==== Supplied material

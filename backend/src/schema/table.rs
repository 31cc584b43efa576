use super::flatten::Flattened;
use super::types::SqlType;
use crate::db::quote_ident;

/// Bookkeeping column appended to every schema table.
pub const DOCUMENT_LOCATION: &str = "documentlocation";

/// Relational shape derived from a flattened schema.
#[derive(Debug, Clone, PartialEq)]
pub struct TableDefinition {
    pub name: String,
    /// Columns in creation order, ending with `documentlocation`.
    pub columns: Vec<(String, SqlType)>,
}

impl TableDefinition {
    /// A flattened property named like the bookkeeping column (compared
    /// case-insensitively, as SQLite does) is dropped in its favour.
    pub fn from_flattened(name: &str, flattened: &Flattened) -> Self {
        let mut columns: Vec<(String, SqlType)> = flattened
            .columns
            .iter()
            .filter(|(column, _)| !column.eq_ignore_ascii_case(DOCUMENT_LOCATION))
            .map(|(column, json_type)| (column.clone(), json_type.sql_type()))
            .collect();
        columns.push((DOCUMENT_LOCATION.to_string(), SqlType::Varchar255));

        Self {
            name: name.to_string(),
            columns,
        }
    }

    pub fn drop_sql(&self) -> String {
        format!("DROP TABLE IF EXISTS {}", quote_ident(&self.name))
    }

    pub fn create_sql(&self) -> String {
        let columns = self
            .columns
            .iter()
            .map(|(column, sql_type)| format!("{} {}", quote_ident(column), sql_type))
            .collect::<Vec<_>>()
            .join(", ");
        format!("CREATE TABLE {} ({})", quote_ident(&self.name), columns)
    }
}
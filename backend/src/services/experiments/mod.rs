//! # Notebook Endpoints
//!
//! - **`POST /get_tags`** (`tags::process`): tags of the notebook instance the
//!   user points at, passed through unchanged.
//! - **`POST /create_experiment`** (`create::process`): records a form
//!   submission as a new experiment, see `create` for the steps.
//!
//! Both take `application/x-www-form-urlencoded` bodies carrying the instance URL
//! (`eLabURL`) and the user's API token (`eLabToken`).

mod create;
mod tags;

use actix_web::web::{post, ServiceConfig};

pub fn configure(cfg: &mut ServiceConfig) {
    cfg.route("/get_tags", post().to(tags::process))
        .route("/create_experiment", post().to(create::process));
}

========

→ **Task details**:
Give back the opening line of the records above and every line after it, up to and including the one with "bookkeeping column (compared", unchanged.

→ **Task solution**:
filename backend/src/schema/table.rs
repository 31cc584b43efa576
use super::flatten::Flattened;
use super::types::SqlType;
use crate::db::quote_ident;

/// Bookkeeping column appended to every schema table.
pub const DOCUMENT_LOCATION: &str = "documentlocation";

/// Relational shape derived from a flattened schema.
#[derive(Debug, Clone, PartialEq)]
pub struct TableDefinition {
    pub name: String,
    /// Columns in creation order, ending with `documentlocation`.
    pub columns: Vec<(String, SqlType)>,
}

impl TableDefinition {
    /// A flattened property named like the bookkeeping column (compared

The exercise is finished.